Take the lines from the beginning of the data below through the line holding "cache and detector" and return exactly those.

● ● ● ● ● ● ●

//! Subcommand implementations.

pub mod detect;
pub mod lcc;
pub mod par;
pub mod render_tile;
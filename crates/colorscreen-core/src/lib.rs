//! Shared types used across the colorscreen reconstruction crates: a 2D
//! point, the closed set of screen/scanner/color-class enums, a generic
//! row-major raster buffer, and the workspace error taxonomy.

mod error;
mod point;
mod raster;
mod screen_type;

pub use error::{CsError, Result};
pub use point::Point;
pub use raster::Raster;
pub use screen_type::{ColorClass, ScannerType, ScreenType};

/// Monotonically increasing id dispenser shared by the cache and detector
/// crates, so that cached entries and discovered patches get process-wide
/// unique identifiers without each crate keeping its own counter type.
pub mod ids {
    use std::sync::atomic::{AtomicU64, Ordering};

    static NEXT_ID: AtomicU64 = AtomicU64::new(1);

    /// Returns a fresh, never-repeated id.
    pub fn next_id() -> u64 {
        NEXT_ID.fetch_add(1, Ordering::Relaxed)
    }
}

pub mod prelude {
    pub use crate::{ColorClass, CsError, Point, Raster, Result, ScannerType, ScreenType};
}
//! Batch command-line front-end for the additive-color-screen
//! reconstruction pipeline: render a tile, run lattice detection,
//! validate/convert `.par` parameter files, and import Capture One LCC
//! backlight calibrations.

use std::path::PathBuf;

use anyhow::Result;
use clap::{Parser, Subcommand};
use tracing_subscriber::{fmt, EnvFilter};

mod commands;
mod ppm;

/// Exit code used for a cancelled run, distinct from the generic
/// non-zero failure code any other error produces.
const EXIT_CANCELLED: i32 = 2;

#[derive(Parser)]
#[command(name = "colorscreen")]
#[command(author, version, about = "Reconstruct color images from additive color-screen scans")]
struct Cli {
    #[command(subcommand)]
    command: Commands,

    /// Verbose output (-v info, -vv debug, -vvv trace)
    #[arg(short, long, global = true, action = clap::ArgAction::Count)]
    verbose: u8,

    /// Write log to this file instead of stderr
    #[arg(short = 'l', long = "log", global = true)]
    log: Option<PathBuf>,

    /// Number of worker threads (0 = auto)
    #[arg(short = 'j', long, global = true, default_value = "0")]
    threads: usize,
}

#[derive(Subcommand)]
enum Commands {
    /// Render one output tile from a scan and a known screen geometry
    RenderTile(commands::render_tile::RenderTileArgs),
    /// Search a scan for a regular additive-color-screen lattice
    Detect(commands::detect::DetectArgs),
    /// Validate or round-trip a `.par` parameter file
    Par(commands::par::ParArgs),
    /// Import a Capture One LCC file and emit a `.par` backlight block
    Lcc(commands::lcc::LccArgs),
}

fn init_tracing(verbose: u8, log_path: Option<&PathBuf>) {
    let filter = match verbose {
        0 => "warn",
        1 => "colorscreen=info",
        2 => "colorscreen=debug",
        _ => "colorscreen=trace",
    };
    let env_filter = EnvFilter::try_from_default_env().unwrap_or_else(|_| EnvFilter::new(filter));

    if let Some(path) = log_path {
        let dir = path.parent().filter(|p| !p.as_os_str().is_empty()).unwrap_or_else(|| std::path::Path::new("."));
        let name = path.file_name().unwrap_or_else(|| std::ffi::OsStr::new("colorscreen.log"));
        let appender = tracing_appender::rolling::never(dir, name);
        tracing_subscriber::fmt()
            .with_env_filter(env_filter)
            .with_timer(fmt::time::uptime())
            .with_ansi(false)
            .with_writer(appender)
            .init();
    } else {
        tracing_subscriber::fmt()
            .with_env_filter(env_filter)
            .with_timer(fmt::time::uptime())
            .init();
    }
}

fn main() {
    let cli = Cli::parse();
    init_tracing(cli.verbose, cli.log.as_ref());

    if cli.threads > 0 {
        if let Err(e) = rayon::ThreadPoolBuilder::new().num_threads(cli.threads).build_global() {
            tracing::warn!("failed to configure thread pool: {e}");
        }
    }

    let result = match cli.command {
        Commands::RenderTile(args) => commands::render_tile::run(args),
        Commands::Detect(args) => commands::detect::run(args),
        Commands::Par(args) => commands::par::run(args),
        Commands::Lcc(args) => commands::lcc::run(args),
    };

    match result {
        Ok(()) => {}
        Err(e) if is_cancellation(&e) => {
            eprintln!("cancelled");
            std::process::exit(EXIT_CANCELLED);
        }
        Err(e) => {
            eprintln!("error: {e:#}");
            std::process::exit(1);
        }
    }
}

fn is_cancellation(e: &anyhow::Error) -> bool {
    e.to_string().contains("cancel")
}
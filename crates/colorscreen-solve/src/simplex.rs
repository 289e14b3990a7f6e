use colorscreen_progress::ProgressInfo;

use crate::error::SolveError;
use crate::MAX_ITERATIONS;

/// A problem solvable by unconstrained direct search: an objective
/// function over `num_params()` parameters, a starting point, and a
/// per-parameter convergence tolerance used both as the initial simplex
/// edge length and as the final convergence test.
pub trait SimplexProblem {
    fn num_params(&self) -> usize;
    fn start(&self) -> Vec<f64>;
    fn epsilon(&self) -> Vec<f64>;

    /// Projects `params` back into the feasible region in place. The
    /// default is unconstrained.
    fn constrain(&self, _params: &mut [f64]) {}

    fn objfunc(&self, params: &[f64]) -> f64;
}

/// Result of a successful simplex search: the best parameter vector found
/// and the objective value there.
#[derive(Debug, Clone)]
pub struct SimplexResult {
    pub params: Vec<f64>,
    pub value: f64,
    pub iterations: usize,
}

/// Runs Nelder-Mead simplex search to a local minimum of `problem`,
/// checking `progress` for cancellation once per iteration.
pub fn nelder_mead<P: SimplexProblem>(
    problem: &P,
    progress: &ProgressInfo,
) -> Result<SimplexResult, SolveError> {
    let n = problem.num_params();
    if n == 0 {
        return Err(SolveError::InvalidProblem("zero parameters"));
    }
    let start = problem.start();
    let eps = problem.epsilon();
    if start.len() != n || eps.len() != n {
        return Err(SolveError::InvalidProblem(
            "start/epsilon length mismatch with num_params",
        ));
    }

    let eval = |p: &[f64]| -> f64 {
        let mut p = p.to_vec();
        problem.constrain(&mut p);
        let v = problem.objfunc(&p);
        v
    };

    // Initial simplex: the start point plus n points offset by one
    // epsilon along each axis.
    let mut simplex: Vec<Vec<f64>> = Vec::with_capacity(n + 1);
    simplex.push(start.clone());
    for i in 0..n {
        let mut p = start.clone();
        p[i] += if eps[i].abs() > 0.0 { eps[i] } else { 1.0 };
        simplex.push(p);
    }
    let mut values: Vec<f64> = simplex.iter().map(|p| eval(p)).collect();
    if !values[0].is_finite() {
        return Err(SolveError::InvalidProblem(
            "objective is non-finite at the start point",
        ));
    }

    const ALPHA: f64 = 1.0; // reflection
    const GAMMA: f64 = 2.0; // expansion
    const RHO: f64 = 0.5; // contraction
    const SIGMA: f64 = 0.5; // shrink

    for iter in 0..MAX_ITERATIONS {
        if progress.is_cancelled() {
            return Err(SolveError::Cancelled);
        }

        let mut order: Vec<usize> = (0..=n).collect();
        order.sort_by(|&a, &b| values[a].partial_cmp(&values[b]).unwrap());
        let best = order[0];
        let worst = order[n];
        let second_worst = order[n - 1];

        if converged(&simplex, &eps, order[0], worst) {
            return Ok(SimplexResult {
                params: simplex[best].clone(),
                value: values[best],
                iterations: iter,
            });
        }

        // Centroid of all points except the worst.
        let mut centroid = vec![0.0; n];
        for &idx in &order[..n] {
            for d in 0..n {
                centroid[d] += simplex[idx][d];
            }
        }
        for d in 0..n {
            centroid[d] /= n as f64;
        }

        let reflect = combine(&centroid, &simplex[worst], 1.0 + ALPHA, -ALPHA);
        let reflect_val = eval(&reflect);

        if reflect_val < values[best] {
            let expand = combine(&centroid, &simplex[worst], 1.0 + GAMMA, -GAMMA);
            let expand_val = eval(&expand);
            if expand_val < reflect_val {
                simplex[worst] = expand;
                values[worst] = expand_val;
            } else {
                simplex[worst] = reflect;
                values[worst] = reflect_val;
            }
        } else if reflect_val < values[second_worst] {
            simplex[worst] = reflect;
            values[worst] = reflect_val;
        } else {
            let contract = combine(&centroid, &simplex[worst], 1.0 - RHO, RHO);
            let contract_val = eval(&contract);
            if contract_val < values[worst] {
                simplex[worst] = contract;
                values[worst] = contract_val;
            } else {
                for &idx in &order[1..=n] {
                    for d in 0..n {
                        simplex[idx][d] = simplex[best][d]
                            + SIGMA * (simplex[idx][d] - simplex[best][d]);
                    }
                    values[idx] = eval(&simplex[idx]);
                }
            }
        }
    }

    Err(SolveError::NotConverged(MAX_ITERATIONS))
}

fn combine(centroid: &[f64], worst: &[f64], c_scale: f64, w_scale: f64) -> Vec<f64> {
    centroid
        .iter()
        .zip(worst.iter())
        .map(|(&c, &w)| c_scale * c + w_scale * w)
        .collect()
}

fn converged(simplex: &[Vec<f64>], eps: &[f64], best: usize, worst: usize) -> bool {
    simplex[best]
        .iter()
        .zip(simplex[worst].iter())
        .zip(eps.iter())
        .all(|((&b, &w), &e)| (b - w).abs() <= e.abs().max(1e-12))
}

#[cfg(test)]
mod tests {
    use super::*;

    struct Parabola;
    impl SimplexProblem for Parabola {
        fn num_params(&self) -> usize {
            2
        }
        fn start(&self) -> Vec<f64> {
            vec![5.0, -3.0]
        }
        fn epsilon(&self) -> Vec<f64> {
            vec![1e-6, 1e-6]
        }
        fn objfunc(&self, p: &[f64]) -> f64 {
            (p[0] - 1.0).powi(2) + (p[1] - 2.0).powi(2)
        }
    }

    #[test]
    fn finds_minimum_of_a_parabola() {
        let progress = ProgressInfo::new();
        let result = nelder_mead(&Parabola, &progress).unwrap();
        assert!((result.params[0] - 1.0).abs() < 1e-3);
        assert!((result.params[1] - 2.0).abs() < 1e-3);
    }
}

● ● ● ● ● ● ●

* Response for this exercise:
//! Subcommand implementations.

pub mod detect;
pub mod lcc;
pub mod par;
pub mod render_tile;
filename crates/colorscreen-core/src/lib.rs
//! Shared types used across the colorscreen reconstruction crates: a 2D
//! point, the closed set of screen/scanner/color-class enums, a generic
//! row-major raster buffer, and the workspace error taxonomy.

mod error;
mod point;
mod raster;
mod screen_type;

pub use error::{CsError, Result};
pub use point::Point;
pub use raster::Raster;
pub use screen_type::{ColorClass, ScannerType, ScreenType};

/// Monotonically increasing id dispenser shared by the cache and detector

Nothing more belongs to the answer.